Caroline Herschel hat sich inzwischen als Astronomin einen Namen gemacht. Ihr Bruder Wilhelm, der berühmte Astronom, braucht sie als Assistentin. Und Caroline braucht ihn, um in der Wissenschaft Gehör zu finden. Doch ihre symbiotische Beziehung ist in Gefahr: Wilhelm hat geheiratet …
Die Räume über der Werkstatt wurden zu einer kleinen Wohnung für Caroline ausgebaut. Im November erhielt sie Besuch von einer Gruppe französischer Astronomen, darunter Pierre Méchain, ein Kollege von Messier und ebenfalls Kometenjäger.
Die zwei Tage seiner Anwesenheit waren für Caroline ein Lichtblick in dunklen Monaten. Nach Kometen zu suchen war etwas, was sie auch weiterhin allein würde tun können, dafür brauchte sie weder einen Bruder noch das größte Teleskop der Welt.

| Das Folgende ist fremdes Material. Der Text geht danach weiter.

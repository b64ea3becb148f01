use std::sync::Arc;

use anyhow::Context;
use axum::http::{HeaderValue, Method};
use clap::Parser;
use opentelemetry_otlp::SpanExporter;
use opentelemetry_sdk::trace::{Sampler, SdkTracerProvider};
use opentelemetry_sdk::Resource;
use tower_http::cors::{AllowOrigin, CorsLayer};
use tracing_subscriber::layer::SubscriberExt;
use tracing_subscriber::util::SubscriberInitExt;
use tracing_subscriber::EnvFilter;

use opentelemetry::trace::TracerProvider as _;
use opentelemetry_otlp::WithExportConfig as _;

use cf_domain::config::{Config, ObservabilityConfig};
use cf_gateway::api;
use cf_gateway::bootstrap;
use cf_gateway::cli::{self, Cli, Command, ConfigCommand};

#[tokio::main]
async fn main() -> anyhow::Result<()> {
    let cli = Cli::parse();

    // No subcommand behaves like `serve`.
    match cli.command.unwrap_or(Command::Serve) {
        Command::Serve => {
            let (config, _) = cli::load_config()?;
            let otel = init_telemetry(&config.observability);
            run_server(Arc::new(config), otel).await
        }
        Command::Config(sub) => {
            let (config, config_path) = cli::load_config()?;
            match sub {
                ConfigCommand::Validate => {
                    if !cli::config::validate(&config, &config_path) {
                        std::process::exit(1);
                    }
                    Ok(())
                }
                ConfigCommand::Show => cli::config::show(&config),
            }
        }
        Command::Version => {
            println!("cronforge {}", env!("CARGO_PKG_VERSION"));
            Ok(())
        }
    }
}

/// Set up the `tracing` pipeline for the `serve` command.
///
/// Logs always go to stdout as JSON lines. With `otlp_endpoint` set, the
/// same spans are additionally shipped to a collector over OTLP/gRPC; the
/// returned provider handle must be shut down on exit so buffered spans
/// reach the collector.
fn init_telemetry(obs: &ObservabilityConfig) -> Option<SdkTracerProvider> {
    let filter = EnvFilter::try_from_default_env()
        .unwrap_or_else(|_| EnvFilter::new("info,cf_gateway=debug"));
    let stdout_json = tracing_subscriber::fmt::layer().json();
    let base = tracing_subscriber::registry().with(filter).with(stdout_json);

    match &obs.otlp_endpoint {
        None => {
            base.init();
            None
        }
        Some(endpoint) => match otlp_provider(endpoint, obs) {
            Ok(provider) => {
                let tracer = provider.tracer("cronforge");
                base.with(tracing_opentelemetry::layer().with_tracer(tracer)).init();
                Some(provider)
            }
            Err(e) => {
                // Tracing is not up yet at this point, so stderr it is.
                eprintln!(
                    "WARNING: OTLP exporter for {endpoint} unavailable ({e:#}); \
                     telemetry export disabled"
                );
                base.init();
                None
            }
        },
    }
}

/// Construct a batch-exporting tracer provider targeting `endpoint`.
fn otlp_provider(endpoint: &str, obs: &ObservabilityConfig) -> anyhow::Result<SdkTracerProvider> {
    let exporter = SpanExporter::builder().with_tonic().with_endpoint(endpoint);
    let res = Resource::builder().with_service_name(obs.service_name.clone()).build();
    Ok(SdkTracerProvider::builder()
        .with_batch_exporter(exporter.build().context("building OTLP span exporter")?)
        .with_resource(res)
        .with_sampler(Sampler::TraceIdRatioBased(obs.sample_rate))
        .build())
}

/// Bring up state, router, and listener, then serve until shutdown.
async fn run_server(config: Arc<Config>, otel: Option<SdkTracerProvider>) -> anyhow::Result<()> {
    tracing::info!("CronForge starting");

    // ── Shared state & background loops ──────────────────────────────
    let state = bootstrap::build_app_state(config.clone()).await?;
    bootstrap::spawn_runtime_loops(&state);

    // ── Middleware stack ─────────────────────────────────────────────
    let cors = cors_from_config(&config.server.cors);
    let max_concurrent = config.server.max_concurrent_requests;
    tracing::info!(max_concurrent, "request concurrency capped");

    // ── Router ───────────────────────────────────────────────────────
    let app = api::router(state.clone())
        .layer(cors)
        .layer(tower_http::trace::TraceLayer::new_for_http())
        .layer(tower::limit::ConcurrencyLimitLayer::new(max_concurrent))
        .with_state(state);

    // ── Bind ─────────────────────────────────────────────────────────
    let bind_addr = format!("{}:{}", config.server.host, config.server.port);
    let listener = tokio::net::TcpListener::bind(&bind_addr)
        .await
        .with_context(|| format!("binding to {bind_addr}"))?;

    tracing::info!(addr = %bind_addr, "CronForge listening");

    let server = axum::serve(listener, app).with_graceful_shutdown(shutdown_signal());
    server.await.context("serving HTTP")?;

    // ── Post-shutdown flush ──────────────────────────────────────────
    // Buffered OTel spans only reach the collector once the provider
    // shuts down.
    if let Some(Err(e)) = otel.map(|provider| provider.shutdown()) {
        tracing::warn!(error = ?e, "failed to flush OTel spans on shutdown");
    }

    tracing::info!("gateway stopped");
    Ok(())
}

/// Resolve when SIGINT or SIGTERM arrives so Axum can drain connections.
async fn shutdown_signal() {
    #[cfg(unix)]
    {
        use tokio::signal::unix::{signal, SignalKind};

        let mut sigterm =
            signal(SignalKind::terminate()).expect("failed to register SIGTERM handler");

        tokio::select! {
            _ = tokio::signal::ctrl_c() => tracing::info!("stopping on SIGINT"),
            _ = sigterm.recv() => tracing::info!("stopping on SIGTERM"),
        }
    }

    #[cfg(not(unix))]
    {
        let _ = tokio::signal::ctrl_c().await;
        tracing::info!("stopping on SIGINT");
    }
}

/// Translate the configured CORS origin list into a [`CorsLayer`].
///
/// An origin ending in `:*` matches any port on that host, which keeps
/// local dev servers working without enumerating ports. A lone `"*"`
/// entry allows every origin and drops credentials support.
fn cors_from_config(cors: &cf_domain::config::CorsConfig) -> CorsLayer {
    use axum::http::header;

    let base = CorsLayer::new()
        .allow_methods([Method::GET, Method::POST, Method::PUT, Method::DELETE, Method::OPTIONS])
        .allow_headers([header::AUTHORIZATION, header::CONTENT_TYPE]);

    // allow_credentials cannot be combined with a wildcard origin.
    if cors.allowed_origins == ["*"] {
        tracing::warn!("CORS configured with wildcard \"*\", all origins allowed");
        return base.allow_origin(tower_http::cors::Any);
    }

    let (wildcards, exact): (Vec<String>, Vec<String>) = cors
        .allowed_origins
        .iter()
        .cloned()
        .partition(|origin| origin.ends_with(":*"));

    if wildcards.is_empty() {
        let parsed = exact.iter().filter_map(|origin| match origin.parse::<HeaderValue>() {
            Ok(value) => Some(value),
            Err(_) => {
                tracing::warn!(origin = %origin, "unparseable CORS origin, skipping");
                None
            }
        });
        return base.allow_origin(AllowOrigin::list(parsed)).allow_credentials(true);
    }

    let prefixes: Vec<String> = wildcards
        .into_iter()
        .map(|w| w.trim_end_matches('*').to_owned())
        .collect();

    let predicate = AllowOrigin::predicate(move |header, _| {
        let Ok(origin) = header.to_str() else { return false };
        exact.iter().any(|e| e == origin)
            || prefixes.iter().any(|p| match origin.strip_prefix(p.as_str()) {
                Some(port) => !port.is_empty() && port.bytes().all(|b| b.is_ascii_digit()),
                None => false,
            })
    });
    base.allow_origin(predicate).allow_credentials(true)
}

Im Februar schrieb Alexander, Margaret sei einer Krankheit erlegen. Nach der Beerdigung reiste er nach Slough und saß mit Caroline in dem kalten Dachgeschoss, das bald ihr Heim sein sollte, über einer Tasse Tee. Worte waren überflüssig, die Geschwister verstanden einander in ihrer Einsamkeit.
Caroline assistierte Wilhelm weiterhin bei seinen Beobachtungen. Bald würden sie die Positionen von zweitausend Nebeln kennen. Gewissenhaft wie eh und je notierte Caroline alle Vorkommnisse in ihrem Tagebuch, aber über Mary und die Hochzeitsvorbereitungen verlor sie keine Silbe. Das Ereignis des achten Mai formulierte sie lapidar. Sie habe viel zu tun gehabt, um Wilhelms Haushalt ordentlich zu hinterlassen, denn um den werde sie sich ab heute nicht mehr kümmern.
Die zwei Zimmer ihres neuen Zuhauses hatten ungeschliffene Bodenbretter wie ein Heuschober. Im Haupthaus bereiteten eine Köchin und ein Mädchen unter der Woche Mahlzeiten zu, die Caroline manchmal mit den Arbeitern einnahm. Ihre Zimmer putzte sie selbst, aber das bedeutete auch, niemals mehr etwas suchen zu müssen, das jemand anders verräumt hatte.
Wenn ich ein Buch aufgeschlagen liegen lasse, verblättert es niemand beim Staubwischen.
Doch das Beste aus allem zu machen, ohne zu klagen, raubte Caroline Kraft. Der letzte Tagebucheintrag hatte sie Stunden gekostet. Während der Trauungszeremonie in der Kirche hatte sie mitleidige Blicke auf sich gespürt, und bei dem Lied, das sie auf das glückliche Paar anstimmen sollte, wäre sie an dem Kloß in ihrem Hals beinahe erstickt. Später musste sie einen Toast aussprechen und dazu lächeln. All diese Heuchelei! So konnte sie nicht leben. Sie klappte das Tagebuch zu und legte es zu den bereits vollgeschriebenen. Mit dem heutigen Tag begann für Caroline ein neues Kapitel in ihrem Leben, und das erforderte ein neues Buch. Sie nahm eines von dem Stapel, den sie immer vorrätig hatte, schlug es auf und zögerte. Die Seiten waren so hell. Passten ihre Gedanken darauf?
Caroline zog das Kleid aus, das sie bei der Trauung getragen hatte, und setzte sich in Arbeitssachen an den einzigen Tisch. Im letzten Licht des Tages begann sie zu schreiben. Sie leerte alles Angestaute auf das Papier, schimpfte über Mary, klagte über Wilhelms Verrat und verwünschte die eigene Gutgläubigkeit, denn, wenn sie es sich genau überlegte, hatte ihr Bruder ihr nie etwas versprochen. Als sie geendet hatte, klappte sie das Buch zu, ohne das Trocknen der Tinte abzuwarten. Sie fühlte sich erleichtert. Das neue Tagebuch legte sie in ein Ledersäckchen. Sorgfältig versteckte sie es im Holzschuppen unter Brettern und Erde.